• _Data supplied_

-*-*-

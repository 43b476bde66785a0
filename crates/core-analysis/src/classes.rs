//! Class table: object layout and vtable slot assignment.
//!
//! Layout follows single-inheritance C++ semantics. Word 0 of every object
//! is the vtable pointer; member variables inherited from the parent keep
//! their offsets and new members append, 8 bytes each. Virtual method slots
//! inherited from the parent keep their indices; an override occupies the
//! parent's slot, a new virtual method appends.

use core_ast::{ClassDeclaration, Declaration, Program, VarType};
use std::collections::HashMap;
use thiserror::Error;
use tracing::debug;

#[derive(Debug, Error)]
pub enum ClassTableError {
    #[error("class '{child}' names unknown parent '{parent}'")]
    UnknownParent { child: String, parent: String },
    #[error("duplicate class '{0}'")]
    DuplicateClass(String),
    #[error("class hierarchy cycle involving '{0}'")]
    Cycle(String),
}

#[derive(Debug, Clone, PartialEq)]
pub struct MemberInfo {
    pub name: String,
    pub ty: VarType,
    /// Byte offset within the object; the vtable pointer occupies offset 0.
    pub offset: usize,
}

#[derive(Debug, Clone, PartialEq)]
pub struct MethodInfo {
    pub name: String,
    /// Code label: `Class::method`.
    pub qualified_name: String,
    pub is_virtual: bool,
    pub is_final: bool,
    pub is_float: bool,
    pub vtable_slot: Option<usize>,
}

#[derive(Debug, Clone, Default)]
pub struct ClassInfo {
    pub name: String,
    pub parent: Option<String>,
    pub members: Vec<MemberInfo>,
    pub methods: Vec<MethodInfo>,
    /// Qualified method name per vtable slot.
    pub vtable: Vec<String>,
    /// Total object size in bytes including the vtable pointer word.
    pub total_size: usize,
}

impl ClassInfo {
    pub fn member(&self, name: &str) -> Option<&MemberInfo> {
        self.members.iter().find(|m| m.name == name)
    }

    pub fn method(&self, name: &str) -> Option<&MethodInfo> {
        self.methods.iter().find(|m| m.name == name)
    }

    /// Label emitted for this class's vtable in rodata.
    pub fn vtable_label(&self) -> String {
        format!("{}_vtable", self.name)
    }
}

#[derive(Debug, Default)]
pub struct ClassTable {
    classes: HashMap<String, ClassInfo>,
}

impl ClassTable {
    pub fn build(program: &Program) -> Result<ClassTable, ClassTableError> {
        let decls: Vec<&ClassDeclaration> = program
            .declarations
            .iter()
            .filter_map(|d| match d {
                Declaration::Class(c) => Some(c),
                _ => None,
            })
            .collect();

        let mut table = ClassTable::default();
        // Parents must be laid out before children; iterate until no
        // progress, which also detects cycles and unknown parents.
        let mut pending: Vec<&ClassDeclaration> = decls;
        while !pending.is_empty() {
            let before = pending.len();
            let mut still_pending = Vec::new();
            for decl in pending {
                let parent_ready = decl
                    .parent
                    .as_ref()
                    .is_none_or(|p| table.classes.contains_key(p));
                if parent_ready {
                    table.add_class(decl)?;
                } else {
                    still_pending.push(decl);
                }
            }
            if still_pending.len() == before {
                let child = still_pending[0].name.clone();
                let parent = still_pending[0].parent.clone().unwrap_or_default();
                // Unknown parent and cycles are indistinguishable here when
                // the parent never appears in the program.
                let exists_somewhere = still_pending.iter().any(|c| c.name == parent);
                return Err(if exists_somewhere {
                    ClassTableError::Cycle(child)
                } else {
                    ClassTableError::UnknownParent { child, parent }
                });
            }
            pending = still_pending;
        }
        Ok(table)
    }

    fn add_class(&mut self, decl: &ClassDeclaration) -> Result<(), ClassTableError> {
        if self.classes.contains_key(&decl.name) {
            return Err(ClassTableError::DuplicateClass(decl.name.clone()));
        }
        let mut info = match &decl.parent {
            Some(p) => {
                let parent = &self.classes[p];
                ClassInfo {
                    name: decl.name.clone(),
                    parent: Some(p.clone()),
                    members: parent.members.clone(),
                    methods: parent.methods.clone(),
                    vtable: parent.vtable.clone(),
                    total_size: parent.total_size,
                }
            }
            None => ClassInfo {
                name: decl.name.clone(),
                total_size: 8, // vtable pointer
                ..ClassInfo::default()
            },
        };

        for member in &decl.members {
            match &member.declaration {
                Declaration::Let {
                    names,
                    is_float,
                    explicit_type,
                    ..
                } => {
                    for n in names {
                        if info.member(n).is_some() {
                            continue; // inherited member keeps its offset
                        }
                        let ty = explicit_type.unwrap_or(if *is_float {
                            VarType::FLOAT
                        } else {
                            VarType::INTEGER
                        });
                        info.members.push(MemberInfo {
                            name: n.clone(),
                            ty,
                            offset: info.total_size,
                        });
                        info.total_size += 8;
                    }
                }
                Declaration::Function { name, flags, .. }
                | Declaration::Routine { name, flags, .. } => {
                    let qualified = format!("{}::{}", decl.name, name);
                    if let Some(existing) = info.methods.iter_mut().find(|m| m.name == *name) {
                        // Override: same slot, new code label.
                        existing.qualified_name = qualified.clone();
                        existing.is_final = flags.is_final;
                        existing.is_float = flags.is_float;
                        if let Some(slot) = existing.vtable_slot {
                            info.vtable[slot] = qualified;
                        }
                    } else {
                        let vtable_slot = if flags.is_virtual {
                            info.vtable.push(qualified.clone());
                            Some(info.vtable.len() - 1)
                        } else {
                            None
                        };
                        info.methods.push(MethodInfo {
                            name: name.clone(),
                            qualified_name: qualified,
                            is_virtual: flags.is_virtual,
                            is_final: flags.is_final,
                            is_float: flags.is_float,
                            vtable_slot,
                        });
                    }
                }
                _ => {}
            }
        }

        debug!(
            target: "analysis.classes",
            class = %info.name,
            members = info.members.len(),
            vtable_slots = info.vtable.len(),
            size = info.total_size,
            "class_layout"
        );
        self.classes.insert(decl.name.clone(), info);
        Ok(())
    }

    pub fn get(&self, name: &str) -> Option<&ClassInfo> {
        self.classes.get(name)
    }

    pub fn parent_of(&self, name: &str) -> Option<&ClassInfo> {
        self.get(name)
            .and_then(|c| c.parent.as_deref())
            .and_then(|p| self.get(p))
    }

    pub fn iter(&self) -> impl Iterator<Item = &ClassInfo> {
        self.classes.values()
    }

    pub fn is_empty(&self) -> bool {
        self.classes.is_empty()
    }
}

#[cfg(test)]
mod tests {
    use super::*;
    use core_ast::{ClassMember, Expression, FunctionFlags, Statement, Visibility};

    fn class(name: &str, parent: Option<&str>, members: Vec<Declaration>) -> Declaration {
        Declaration::Class(ClassDeclaration {
            name: name.into(),
            parent: parent.map(Into::into),
            members: members
                .into_iter()
                .map(|declaration| ClassMember {
                    visibility: Visibility::Public,
                    declaration,
                })
                .collect(),
        })
    }

    fn virtual_routine(name: &str) -> Declaration {
        Declaration::Routine {
            name: name.into(),
            parameters: vec![],
            body: Statement::Return,
            flags: FunctionFlags {
                is_virtual: true,
                ..Default::default()
            },
        }
    }

    fn field(name: &str) -> Declaration {
        Declaration::Let {
            names: vec![name.into()],
            initializers: vec![Expression::Number(0)],
            is_float: false,
            is_retained: false,
            explicit_type: None,
        }
    }

    #[test]
    fn override_keeps_vtable_slot() {
        let mut p = Program::new();
        p.declarations.push(class(
            "Animal",
            None,
            vec![field("legs"), virtual_routine("speak"), virtual_routine("eat")],
        ));
        p.declarations
            .push(class("Dog", Some("Animal"), vec![virtual_routine("speak")]));
        let table = ClassTable::build(&p).unwrap();

        let animal = table.get("Animal").unwrap();
        let dog = table.get("Dog").unwrap();
        assert_eq!(animal.method("speak").unwrap().vtable_slot, Some(0));
        assert_eq!(dog.method("speak").unwrap().vtable_slot, Some(0));
        assert_eq!(dog.vtable[0], "Dog::speak");
        assert_eq!(dog.vtable[1], "Animal::eat");
        // Inherited member keeps its offset after the vtable pointer word.
        assert_eq!(dog.member("legs").unwrap().offset, 8);
        assert_eq!(dog.total_size, 16);
    }

    #[test]
    fn parent_declared_after_child_still_resolves() {
        let mut p = Program::new();
        p.declarations
            .push(class("Dog", Some("Animal"), vec![field("tail")]));
        p.declarations.push(class("Animal", None, vec![field("legs")]));
        let table = ClassTable::build(&p).unwrap();
        assert_eq!(table.get("Dog").unwrap().member("tail").unwrap().offset, 16);
    }

    #[test]
    fn unknown_parent_is_an_error() {
        let mut p = Program::new();
        p.declarations.push(class("Dog", Some("Ghost"), vec![]));
        assert!(matches!(
            ClassTable::build(&p),
            Err(ClassTableError::UnknownParent { .. })
        ));
    }
}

-*-*-

• _Exercise goal_
The required output is the entries from their opening line through the line holding "Virtual method slots", repeated exactly, with both end lines kept.

• _Exercise result_
repository 43b476bde66785a0
filename crates/core-analysis/src/classes.rs
//! Class table: object layout and vtable slot assignment.
//!
//! Layout follows single-inheritance C++ semantics. Word 0 of every object
//! is the vtable pointer; member variables inherited from the parent keep
//! their offsets and new members append, 8 bytes each. Virtual method slots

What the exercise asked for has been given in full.